Skyrim: I promised Cicero a day out so you will either have to come with us or do your own thing and hopefully not get yourselves killed.

Spain: We'll come with you.

Skyrim: All right, put on something nice. We're going to the Blue Palace, then we'll visit an old friend before heading to find Sheogorath for dinner, and watching the Divines in the night sky.

America: Jeez, even a day off sounds like hard work.

Skyrim: Yes, that is what life in Skyrim is about. You work for your earnings. Unless you're a thief but even then, they had to find the loot and not get caught so they earned their keep.

England: Wow.. You even respect thieves.

Skyrim: At least they work hard for their dinner unlike you.
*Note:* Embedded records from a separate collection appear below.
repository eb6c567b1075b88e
//! Core library for purchase-order OCR processing.
//!
//! This crate provides:
//! - Order filename normalization and input discovery
//! - Page rasterization of scanned PDFs
//! - OCR engine adapters producing positioned text lines
//! - Rule-based extraction of references, locations, item codes and quantities
//! - Spreadsheet output (xlsx and csv)

pub mod error;
pub mod export;
pub mod input;
pub mod models;
pub mod ocr;
pub mod order;
pub mod pdf;
pub mod pipeline;

pub use error::{OrdexError, Result};
pub use export::{OutputRecord, SpreadsheetWriter};
pub use models::config::{OrdexConfig, Profile};
pub use models::order::{ItemRow, LocationTag, Order, OrderHeader};
pub use ocr::{OcrDocument, OcrLine, OcrService};
pub use order::{ExtractionResult, OrderExtractor, OrderParser};
pub use pipeline::OrderPipeline;
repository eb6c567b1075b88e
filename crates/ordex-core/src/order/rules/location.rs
//! Optional delivery location labels (office, meeting room, ...).

use super::LineExtractor;
use crate::models::config::LocationRule;
use crate::models::order::LocationTag;
use crate::ocr::OcrLine;

/// Records every line mentioning a configured location phrase.
pub struct LocationExtractor {
    rules: Vec<LocationRule>,
}

impl LocationExtractor {
    pub fn new(rules: &[LocationRule]) -> Self {
        Self {
            rules: rules
                .iter()
                .map(|rule| LocationRule::new(rule.phrase.to_lowercase(), rule.label.clone()))
                .collect(),
        }
    }
}

impl LineExtractor for LocationExtractor {
    type Output = LocationTag;

    /// Each phrase found on a line yields its own tag, in rule order.
    fn extract_all(&self, lines: &[OcrLine]) -> Vec<LocationTag> {
        let mut tags = Vec::new();
        for (line_index, line) in lines.iter().enumerate() {
            let normalized = line.text.to_lowercase().replace('"', "");
            for rule in &self.rules {
                if normalized.contains(&rule.phrase) {
                    tags.push(LocationTag {
                        label: rule.label.clone(),
                        line_index,
                    });
                }
            }
        }
        tags
    }
}

#[cfg(test)]
mod tests {
    use super::*;
    use crate::models::config::ExtractionConfig;
    use pretty_assertions::assert_eq;

    fn lines(texts: &[&str]) -> Vec<OcrLine> {
        texts
            .iter()
            .map(|t| OcrLine::new(*t, [0.0, 0.0, 10.0, 10.0], 0))
            .collect()
    }

    fn tag(label: &str, line_index: usize) -> LocationTag {
        LocationTag {
            label: label.to_string(),
            line_index,
        }
    }

    #[test]
    fn test_default_phrases() {
        let extractor = LocationExtractor::new(&ExtractionConfig::default().locations);
        let doc = lines(&[
            "Consegna: UFFICIO \"A\"",
            "123.456.789",
            "Sala Riunioni H - piano 2",
            "Ufficio C/D",
        ]);
        assert_eq!(
            extractor.extract_all(&doc),
            vec![tag("-UFF.A", 0), tag("-S.R.H", 2), tag("-UFF.C/D", 3)]
        );
    }

    #[test]
    fn test_multiple_phrases_on_one_line() {
        let extractor = LocationExtractor::new(&ExtractionConfig::default().locations);
        let doc = lines(&["ufficio b e ufficio a"]);
        assert_eq!(
            extractor.extract_all(&doc),
            vec![tag("-UFF.A", 0), tag("-UFF.B", 0)]
        );
    }

    #[test]
    fn test_configured_phrase_is_lowercased() {
        let extractor = LocationExtractor::new(&[LocationRule::new("Magazzino", "-MAG")]);
        assert_eq!(extractor.extract_all(&lines(&["MAGAZZINO NORD"])), vec![tag("-MAG", 0)]);
    }

    #[test]
    fn test_no_rules() {
        let extractor = LocationExtractor::new(&[]);
        assert!(extractor.extract_all(&lines(&["ufficio a"])).is_empty());
    }
}
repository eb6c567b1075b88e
//! Batch processing command for a directory of order documents.

use std::path::PathBuf;
use std::time::Instant;

use clap::Args;
use console::style;
use indicatif::{ProgressBar, ProgressStyle};
use tracing::{error, warn};

use ordex_core::input;
use ordex_core::{OrderPipeline, SpreadsheetWriter};

use super::{abort_with, finish_output, load_config, OutputOptions};

/// Arguments for the batch command.
#[derive(Args)]
pub struct BatchArgs {
    /// Directory to scan (default: input.directory from the configuration)
    directory: Option<PathBuf>,

    /// Glob pattern matched inside the directory
    #[arg(short, long)]
    pattern: Option<String>,

    #[command(flatten)]
    output: OutputOptions,

    /// Continue on error
    #[arg(long)]
    continue_on_error: bool,
}

/// Result of processing a single file.
struct ProcessResult {
    path: PathBuf,
    items: usize,
    warnings: usize,
    error: Option<String>,
}

pub fn run(args: BatchArgs, config_path: Option<&str>) -> anyhow::Result<()> {
    let start = Instant::now();

    let mut config = load_config(config_path)?;
    args.output.apply(&mut config);
    if let Some(directory) = &args.directory {
        config.input.directory = directory.clone();
    }
    if let Some(pattern) = &args.pattern {
        config.input.pattern = pattern.clone();
    }

    let files = input::discover(&config.input.directory, &config.input.pattern)?;

    if files.is_empty() {
        anyhow::bail!(
            "No matching files found for {} in {}",
            config.input.pattern,
            config.input.directory.display()
        );
    }

    println!(
        "{} Found {} files to process",
        style("ℹ").blue(),
        files.len()
    );

    let pipeline = OrderPipeline::new(config.clone())?;

    let pb = ProgressBar::new(files.len() as u64);
    pb.set_style(
        ProgressStyle::default_bar()
            .template("{spinner:.green} [{elapsed_precise}] [{bar:40.cyan/blue}] {pos}/{len} files")?
            .progress_chars("=>-"),
    );

    let mut writer = SpreadsheetWriter::new(config.output.clone());
    let mut results = Vec::with_capacity(files.len());

    for path in files {
        let outcome = pipeline
            .process_file(&path)
            .map_err(anyhow::Error::from)
            .and_then(|order| {
                writer.add(&order)?;
                Ok(order)
            });

        match outcome {
            Ok(order) => results.push(ProcessResult {
                path,
                items: order.details.len(),
                warnings: order.warnings.len(),
                error: None,
            }),
            Err(e) => {
                let error_msg = e.to_string();
                if args.continue_on_error {
                    warn!("Failed to process {}: {}", path.display(), error_msg);
                    results.push(ProcessResult {
                        path,
                        items: 0,
                        warnings: 0,
                        error: Some(error_msg),
                    });
                } else {
                    error!("Failed to process {}: {}", path.display(), error_msg);
                    pb.abandon();
                    return Err(abort_with(
                        writer,
                        anyhow::anyhow!("Processing failed for {}: {}", path.display(), error_msg),
                    ));
                }
            }
        }

        pb.inc(1);
    }

    pb.finish_and_clear();

    finish_output(writer)?;

    let successful: Vec<_> = results.iter().filter(|r| r.error.is_none()).collect();
    let failed: Vec<_> = results.iter().filter(|r| r.error.is_some()).collect();

    println!();
    println!(
        "{} Processed {} files in {:?}",
        style("✓").green(),
        results.len(),
        start.elapsed()
    );
    println!(
        "   {} successful, {} failed, {} item rows, {} warnings",
        style(successful.len()).green(),
        style(failed.len()).red(),
        successful.iter().map(|r| r.items).sum::<usize>(),
        successful.iter().map(|r| r.warnings).sum::<usize>()
    );

    if !failed.is_empty() {
        println!();
        println!("{}", style("Failed files:").red());
        for result in &failed {
            println!(
                "  - {}: {}",
                result.path.display(),
                result.error.as_deref().unwrap_or("unknown error")
            );
        }
    }

    Ok(())
}
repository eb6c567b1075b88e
//! Item code detection.
//!
//! Article codes are printed in dotted groups (`123.456.789`) and OCR often
//! turns some dots into spaces, so both are treated as separators. The first
//! digit-bearing groups of a line are glued together and the result is
//! accepted when its length and characters look like an article code.

use chrono::NaiveDate;
use tracing::trace;

use super::LineExtractor;
use crate::models::config::ExtractionConfig;
use crate::models::order::ItemRow;
use crate::ocr::OcrLine;

/// Detects item code lines.
pub struct ItemCodeExtractor {
    min_len: usize,
    max_len: usize,
    expected_len: usize,
    flag_digit_count: bool,
    max_tokens: usize,
    excluded: Vec<String>,
}

impl ItemCodeExtractor {
    pub fn new(config: &ExtractionConfig) -> Self {
        Self {
            min_len: config.item_code_min_len,
            max_len: config.item_code_max_len,
            expected_len: config.expected_item_code_len,
            flag_digit_count: config.flag_digit_count,
            max_tokens: config.max_code_tokens,
            excluded: config.excluded_patterns.clone(),
        }
    }

    /// The accepted item code in `text`, with its digit warning flag.
    pub fn accept(&self, text: &str) -> Option<(String, bool)> {
        let code = candidate_code(text, self.max_tokens);
        let len = code.chars().count();

        if is_date_code(&code) {
            trace!("Skipping date-like candidate {}", code);
            return None;
        }
        if len < self.min_len || len > self.max_len {
            return None;
        }
        if self.excluded.iter().any(|pattern| code.contains(pattern.as_str())) {
            trace!("Skipping candidate {} with excluded pattern", code);
            return None;
        }

        let digit_warning = self.flag_digit_count && len != self.expected_len;
        Some((code, digit_warning))
    }
}

impl Default for ItemCodeExtractor {
    fn default() -> Self {
        Self::new(&ExtractionConfig::default())
    }
}

impl LineExtractor for ItemCodeExtractor {
    type Output = ItemRow;

    /// Item rows without quantities, in line order.
    fn extract_all(&self, lines: &[OcrLine]) -> Vec<ItemRow> {
        lines
            .iter()
            .enumerate()
            .filter_map(|(line_index, line)| {
                self.accept(&line.text).map(|(item_code, digit_warning)| ItemRow {
                    item_code,
                    bbox: line.bbox,
                    page: line.page,
                    line_index,
                    ordered_qty: None,
                    digit_warning,
                })
            })
            .collect()
    }
}

/// Join the first `max_tokens` digit-bearing tokens of a line.
///
/// Lines without any digit give an empty string, which no length range
/// accepts.
pub fn candidate_code(text: &str, max_tokens: usize) -> String {
    let joined: String = text
        .split(['.', ' '])
        .filter(|token| token.chars().any(|c| c.is_ascii_digit()))
        .take(max_tokens)
        .collect();
    joined.trim().to_string()
}

/// Eight characters forming a valid `DDMMYYYY` date.
pub fn is_date_code(code: &str) -> bool {
    code.chars().count() == 8 && NaiveDate::parse_from_str(code, "%d%m%Y").is_ok()
}
//! CLI application for purchase-order OCR processing.

mod commands;

use clap::{Parser, Subcommand};
use tracing::Level;
use tracing_subscriber::FmtSubscriber;

use commands::{batch, config, extract, ocr, process};

/// Purchase-order OCR - Extract order lines from scanned PDFs into spreadsheets
#[derive(Parser)]
#[command(name = "ordex")]
#[command(author, version, about, long_about = None)]
struct Cli {
    /// Enable verbose output
    #[arg(short, long, action = clap::ArgAction::Count, global = true)]
    verbose: u8,

    /// Path to config file
    #[arg(short, long, global = true)]
    config: Option<String>,

    #[command(subcommand)]
    command: Commands,
}

#[derive(Subcommand)]
enum Commands {
    /// Process a single order document
    Process(process::ProcessArgs),

    /// Process every order document in a directory
    Batch(batch::BatchArgs),

    /// Run OCR on a document and dump the recognized lines as JSON
    Ocr(ocr::OcrArgs),

    /// Extract order lines from an OCR dump
    Extract(extract::ExtractArgs),

    /// Manage configuration
    Config(config::ConfigArgs),
}

fn main() -> anyhow::Result<()> {
    let cli = Cli::parse();

    // Set up logging based on verbosity
    let level = match cli.verbose {
        0 => Level::WARN,
        1 => Level::INFO,
        2 => Level::DEBUG,
        _ => Level::TRACE,
    };

    let subscriber = FmtSubscriber::builder()
        .with_max_level(level)
        .with_target(false)
        .with_writer(std::io::stderr)
        .finish();

    tracing::subscriber::set_global_default(subscriber)?;

    match cli.command {
        Commands::Process(args) => process::run(args, cli.config.as_deref()),
        Commands::Batch(args) => batch::run(args, cli.config.as_deref()),
        Commands::Ocr(args) => ocr::run(args, cli.config.as_deref()),
        Commands::Extract(args) => extract::run(args, cli.config.as_deref()),
        Commands::Config(args) => config::run(args, cli.config.as_deref()),
    }
}
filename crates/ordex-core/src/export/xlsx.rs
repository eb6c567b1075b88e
//! xlsx output.

use std::path::Path;

use rust_xlsxwriter::Workbook;

use super::{Columns, OutputRecord};
use crate::error::ExportError;

/// Write records to the first worksheet of a new workbook.
///
/// Quantities are numeric cells; a missing quantity leaves its cell blank.
pub fn write_xlsx(path: &Path, columns: Columns, records: &[OutputRecord]) -> Result<(), ExportError> {
    let mut workbook = Workbook::new();
    let sheet = workbook.add_worksheet();

    for (col, header) in columns.headers().into_iter().enumerate() {
        sheet.write_string(0, col as u16, header)?;
    }

    for (i, record) in records.iter().enumerate() {
        let row = (i + 1) as u32;
        sheet.write_string(row, 0, &record.article_no)?;
        if let Some(qty) = record.quantity {
            sheet.write_number(row, 1, qty as f64)?;
        }
        sheet.write_string(row, 2, &record.rif)?;
        if columns.digit_warning && record.digit_warning {
            sheet.write_string(row, 3, record.digit_warning_text())?;
        }
    }

    workbook.save(path)?;
    Ok(())
}
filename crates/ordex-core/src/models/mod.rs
//! Data models and configuration.

pub mod config;
pub mod order;
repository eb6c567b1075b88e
//! Rule-based extractors working on OCR lines.

pub mod items;
pub mod location;
pub mod quantity;
pub mod reference;

pub use items::{candidate_code, is_date_code, ItemCodeExtractor};
pub use location::LocationExtractor;
pub use quantity::{QuantityMatch, QuantityMatcher};
pub use reference::{extract_reference, ReferenceExtractor};

use crate::ocr::OcrLine;

/// Trait for extractors scanning a document's OCR lines.
pub trait LineExtractor {
    /// The type of value this extractor produces.
    type Output;

    /// Extract every occurrence, in line order.
    fn extract_all(&self, lines: &[OcrLine]) -> Vec<Self::Output>;

    /// Extract the first occurrence.
    fn extract(&self, lines: &[OcrLine]) -> Option<Self::Output> {
        self.extract_all(lines).into_iter().next()
    }
}
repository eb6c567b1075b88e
//! Filename conventions for order documents.
//!
//! Canonical documents are named `<order_number>_<YYYY-MM-DD>.pdf`. Files
//! exported from the ordering system arrive as space-separated names whose
//! second token ends in `-<order_number>` and whose last token is the date
//! as `DD-MM-YYYY`, e.g. `Ordine ACQ-4410 del 05-01-2024.pdf`.

use std::fs;
use std::io;
use std::path::{Path, PathBuf};

use chrono::NaiveDate;
use tracing::{debug, info};

use crate::error::InputError;
use crate::models::order::OrderHeader;

/// Length of `YYYY-MM-DD.pdf`.
const CANONICAL_DATE_SEGMENT_LEN: usize = 14;

/// Header parsed from a filename, plus whether it needs renaming.
#[derive(Debug, Clone, PartialEq, Eq)]
pub struct ParsedFilename {
    pub header: OrderHeader,
    /// The original name already follows the canonical convention.
    pub is_canonical: bool,
}

/// Parse a bare filename (no directory) under either naming convention.
pub fn parse_filename(filename: &str) -> Result<ParsedFilename, InputError> {
    let parts: Vec<&str> = filename.split('_').collect();
    if parts.len() == 2 && parts[1].chars().count() == CANONICAL_DATE_SEGMENT_LEN {
        let order_number = parse_order_number(filename, parts[0])?;
        let order_date = parse_date(filename, before_dot(parts[1]), "%Y-%m-%d")?;
        return Ok(ParsedFilename {
            header: OrderHeader {
                order_number,
                order_date,
                filename: filename.to_string(),
            },
            is_canonical: true,
        });
    }

    let tokens: Vec<&str> = filename.split(' ').collect();
    let number_token = tokens.get(1).ok_or_else(|| InputError::Filename {
        filename: filename.to_string(),
        reason: "expected at least two space-separated tokens".to_string(),
    })?;
    let order_number = parse_order_number(filename, number_token.rsplit('-').next().unwrap_or(""))?;
    let date_token = tokens.last().copied().unwrap_or("");
    let order_date = parse_date(filename, before_dot(date_token), "%d-%m-%Y")?;

    Ok(ParsedFilename {
        header: OrderHeader {
            order_number,
            order_date,
            filename: canonical_filename(order_number, order_date),
        },
        is_canonical: false,
    })
}

/// Canonical filename for an order.
pub fn canonical_filename(order_number: u64, order_date: NaiveDate) -> String {
    format!("{}_{}.pdf", order_number, order_date.format("%Y-%m-%d"))
}

/// Resolve a document path, renaming it to the canonical name when asked.
///
/// Returns the header and the path the document can be read from.
pub fn resolve(path: &Path, rename: bool) -> Result<(OrderHeader, PathBuf), InputError> {
    let filename = path
        .file_name()
        .and_then(|n| n.to_str())
        .ok_or_else(|| InputError::NoFileName(path.display().to_string()))?;

    let parsed = parse_filename(filename)?;
    if parsed.is_canonical {
        debug!("{} is already canonical", filename);
        return Ok((parsed.header, path.to_path_buf()));
    }

    if !rename {
        debug!(
            "Leaving {} in place (canonical name would be {})",
            filename, parsed.header.filename
        );
        return Ok((parsed.header, path.to_path_buf()));
    }

    let target = path.with_file_name(&parsed.header.filename);
    if target.exists() {
        return Err(InputError::Rename {
            from: path.display().to_string(),
            to: target.display().to_string(),
            source: io::Error::new(io::ErrorKind::AlreadyExists, "target file exists"),
        });
    }
    fs::rename(path, &target).map_err(|source| InputError::Rename {
        from: path.display().to_string(),
        to: target.display().to_string(),
        source,
    })?;
    info!("Renamed {} -> {}", filename, parsed.header.filename);

    Ok((parsed.header, target))
}

fn before_dot(segment: &str) -> &str {
    segment.split('.').next().unwrap_or(segment)
}

fn parse_order_number(filename: &str, value: &str) -> Result<u64, InputError> {
    value.trim().parse().map_err(|_| InputError::Filename {
        filename: filename.to_string(),
        reason: format!("'{}' is not an order number", value),
    })
}

fn parse_date(filename: &str, value: &str, format: &str) -> Result<NaiveDate, InputError> {
    NaiveDate::parse_from_str(value, format).map_err(|e| InputError::Filename {
        filename: filename.to_string(),
        reason: format!("'{}' does not match {}: {}", value, format, e),
    })
}
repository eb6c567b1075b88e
//! Order field extraction from OCR lines.

mod parser;
pub mod rules;

pub use parser::{ExtractionResult, OrderParser};

use crate::error::ExtractionError;
use crate::models::order::{Order, OrderHeader};
use crate::ocr::OcrLine;

/// Result type for extraction operations.
pub type Result<T> = std::result::Result<T, ExtractionError>;

/// Trait for order extractors.
pub trait OrderExtractor {
    /// Extract an order from the OCR lines of one document.
    fn extract(&self, header: OrderHeader, lines: &[OcrLine]) -> Result<Order>;
}
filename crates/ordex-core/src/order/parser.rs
//! Rule-based order parser.

use std::time::Instant;

use tracing::{debug, info, warn};

use crate::error::ExtractionError;
use crate::models::config::{ExtractionConfig, MissingQuantity};
use crate::models::order::{Order, OrderHeader};
use crate::ocr::OcrLine;

use super::rules::{
    ItemCodeExtractor, LineExtractor, LocationExtractor, QuantityMatch, QuantityMatcher,
    ReferenceExtractor,
};
use super::{OrderExtractor, Result};

/// Result of order extraction.
#[derive(Debug, Clone)]
pub struct ExtractionResult {
    /// Extracted order data.
    pub order: Order,
    /// Number of OCR lines examined.
    pub line_count: usize,
    /// Processing time in milliseconds.
    pub processing_time_ms: u64,
}

/// Order parser combining the reference, location, item and quantity rules.
pub struct OrderParser {
    config: ExtractionConfig,
}

impl OrderParser {
    /// Create a parser from extraction settings.
    pub fn new(config: ExtractionConfig) -> Self {
        Self { config }
    }

    /// Enable or disable location tagging.
    pub fn with_locations(mut self, enabled: bool) -> Self {
        self.config.locations_enabled = enabled;
        self
    }

    /// Set the policy for item codes without a quantity.
    pub fn with_missing_quantity(mut self, policy: MissingQuantity) -> Self {
        self.config.missing_quantity = policy;
        self
    }

    /// Settings in use.
    pub fn config(&self) -> &ExtractionConfig {
        &self.config
    }

    /// Parse the OCR lines of one document.
    pub fn parse(&self, header: OrderHeader, lines: &[OcrLine]) -> Result<ExtractionResult> {
        let start = Instant::now();
        let mut order = Order::new(header);

        info!(
            "Parsing order {} from {} OCR lines",
            order.order_number,
            lines.len()
        );

        order.order_rif = ReferenceExtractor::new(&self.config.reference_marker).extract(lines);
        if order.order_rif.is_none() {
            debug!("No reference found in order {}", order.order_number);
        }

        if self.config.locations_enabled {
            order.locations = LocationExtractor::new(&self.config.locations).extract_all(lines);
        }

        let matcher = QuantityMatcher::new(&self.config);
        let mut details = ItemCodeExtractor::new(&self.config).extract_all(lines);

        for row in &mut details {
            match matcher.find(row, lines) {
                QuantityMatch::Found(qty) => row.ordered_qty = Some(qty),
                QuantityMatch::NotFound => {
                    if self.config.missing_quantity == MissingQuantity::Fail {
                        return Err(ExtractionError::MissingQuantity {
                            item_code: row.item_code.clone(),
                            page: row.page,
                            line_index: row.line_index,
                        });
                    }
                    warn!("No quantity found for item code {}", row.item_code);
                    order
                        .warnings
                        .push(format!("No quantity found for item code {}", row.item_code));
                }
                QuantityMatch::Unparseable(text) => {
                    if self.config.missing_quantity == MissingQuantity::Fail {
                        return Err(ExtractionError::Parse {
                            field: format!("quantity of item code {}", row.item_code),
                            value: text,
                        });
                    }
                    warn!(
                        "Unreadable quantity '{}' for item code {}",
                        text, row.item_code
                    );
                    order.warnings.push(format!(
                        "Unreadable quantity '{}' for item code {}",
                        text, row.item_code
                    ));
                }
            }
        }

        order.details = details;

        debug!(
            "Extracted {} item rows ({} without quantity) for order {}",
            order.details.len(),
            order.missing_quantities(),
            order.order_number
        );

        Ok(ExtractionResult {
            order,
            line_count: lines.len(),
            processing_time_ms: start.elapsed().as_millis() as u64,
        })
    }
}

impl Default for OrderParser {
    fn default() -> Self {
        Self::new(ExtractionConfig::default())
    }
}

impl OrderExtractor for OrderParser {
    fn extract(&self, header: OrderHeader, lines: &[OcrLine]) -> Result<Order> {
        self.parse(header, lines).map(|r| r.order)
    }
}

#[cfg(test)]
mod tests {
    use super::*;
    use chrono::NaiveDate;
    use pretty_assertions::assert_eq;

    fn header() -> OrderHeader {
        OrderHeader {
            order_number: 77,
            order_date: NaiveDate::from_ymd_opt(2024, 1, 5).unwrap(),
            filename: "77_2024-01-05.pdf".to_string(),
        }
    }

    fn sample_lines() -> Vec<OcrLine> {
        vec![
            OcrLine::new("RIF. 4521.99", [0.0, 10.0, 80.0, 20.0], 0),
            OcrLine::new("123.456.789", [0.0, 100.0, 50.0, 110.0], 0),
            OcrLine::new("50,000", [60.0, 100.0, 110.0, 112.0], 0),
        ]
    }

    #[test]
    fn test_parse_basic_order() {
        let order = OrderParser::default()
            .extract(header(), &sample_lines())
            .unwrap();

        assert_eq!(order.order_number, 77);
        assert_eq!(order.order_rif, Some(4521));
        assert_eq!(order.details.len(), 1);
        assert_eq!(order.details[0].item_code, "123456789");
        assert_eq!(order.details[0].ordered_qty, Some(50));
        assert!(!order.details[0].digit_warning);
        assert!(order.warnings.is_empty());
    }

    #[test]
    fn test_locations_follow_configuration() {
        let mut lines = vec![OcrLine::new("Consegna ufficio B", [0.0, 40.0, 100.0, 50.0], 0)];
        lines.extend(sample_lines());

        let order = OrderParser::default().extract(header(), &lines).unwrap();
        assert_eq!(order.location_for(order.details[0].line_index), Some("-UFF.B"));

        let order = OrderParser::default()
            .with_locations(false)
            .extract(header(), &lines)
            .unwrap();
        assert!(order.locations.is_empty());
    }

    #[test]
    fn test_missing_quantity_warns() {
        let lines = vec![
            OcrLine::new("123.456.789", [0.0, 100.0, 50.0, 110.0], 0),
            OcrLine::new("50,000", [60.0, 200.0, 110.0, 212.0], 0),
        ];
        let result = OrderParser::default().parse(header(), &lines).unwrap();

        assert_eq!(result.order.details[0].ordered_qty, None);
        assert_eq!(result.order.missing_quantities(), 1);
        assert_eq!(
            result.order.warnings,
            vec!["No quantity found for item code 123456789".to_string()]
        );
        assert_eq!(result.line_count, 2);
    }

    #[test]
    fn test_missing_quantity_fails_when_configured() {
        let lines = vec![OcrLine::new("123.456.789", [0.0, 100.0, 50.0, 110.0], 3)];
        let err = OrderParser::default()
            .with_missing_quantity(MissingQuantity::Fail)
            .extract(header(), &lines)
            .unwrap_err();

        assert!(matches!(
            err,
            ExtractionError::MissingQuantity { ref item_code, page: 3, line_index: 0 }
                if item_code == "123456789"
        ));
    }

    #[test]
    fn test_strict_settings() {
        let lines = vec![
            OcrLine::new("RIF. 12", [0.0, 10.0, 80.0, 20.0], 0),
            OcrLine::new("Ufficio A", [0.0, 30.0, 80.0, 40.0], 0),
            OcrLine::new("123.456.789", [0.0, 100.0, 50.0, 110.0], 0),
            OcrLine::new("5,000", [60.0, 100.0, 110.0, 112.0], 0),
            OcrLine::new("1234.567.890", [0.0, 150.0, 50.0, 160.0], 0),
        ];
        let order = OrderParser::new(ExtractionConfig::strict())
            .extract(header(), &lines)
            .unwrap();

        assert!(order.locations.is_empty());
        assert_eq!(order.details.len(), 1);
        assert_eq!(order.details[0].ordered_qty, Some(5));
    }

    #[test]
    fn test_unparseable_quantity_in_strict_mode() {
        let lines = vec![
            OcrLine::new("123.456.789", [0.0, 100.0, 50.0, 110.0], 0),
            OcrLine::new("x,000", [60.0, 100.0, 110.0, 112.0], 0),
        ];
        let err = OrderParser::new(ExtractionConfig::strict())
            .extract(header(), &lines)
            .unwrap_err();
        assert!(matches!(err, ExtractionError::Parse { .. }));
    }

    #[test]
    fn test_no_items() {
        let lines = vec![OcrLine::new("Ordine di acquisto", [0.0, 0.0, 100.0, 10.0], 0)];
        let order = OrderParser::default().extract(header(), &lines).unwrap();
        assert!(order.details.is_empty());
        assert_eq!(order.order_rif, None);
    }
}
America: Oooh! You just got burned!!

~

Sheogorath: CHEESE!!!

Skyrim: Why did I expect something nicer for dinner?

Cicero: *laughs* Oh Listener~!

America: That's a lot of cheese..

England: No kidding.

Spain: Let's just hope it doesn't rain.

Skyrim: DON'T CROSS US OVER BY SAYING IT THEN!

Skyrim: We are eating with a Daedric Prince after all. Talos knows what power he has.

Sheogorath: Surely you've heard of me?

France: Non.

America: What does Daedric even mean?

Skyrim: *slams her face onto the stone table* KILL ME NOW!!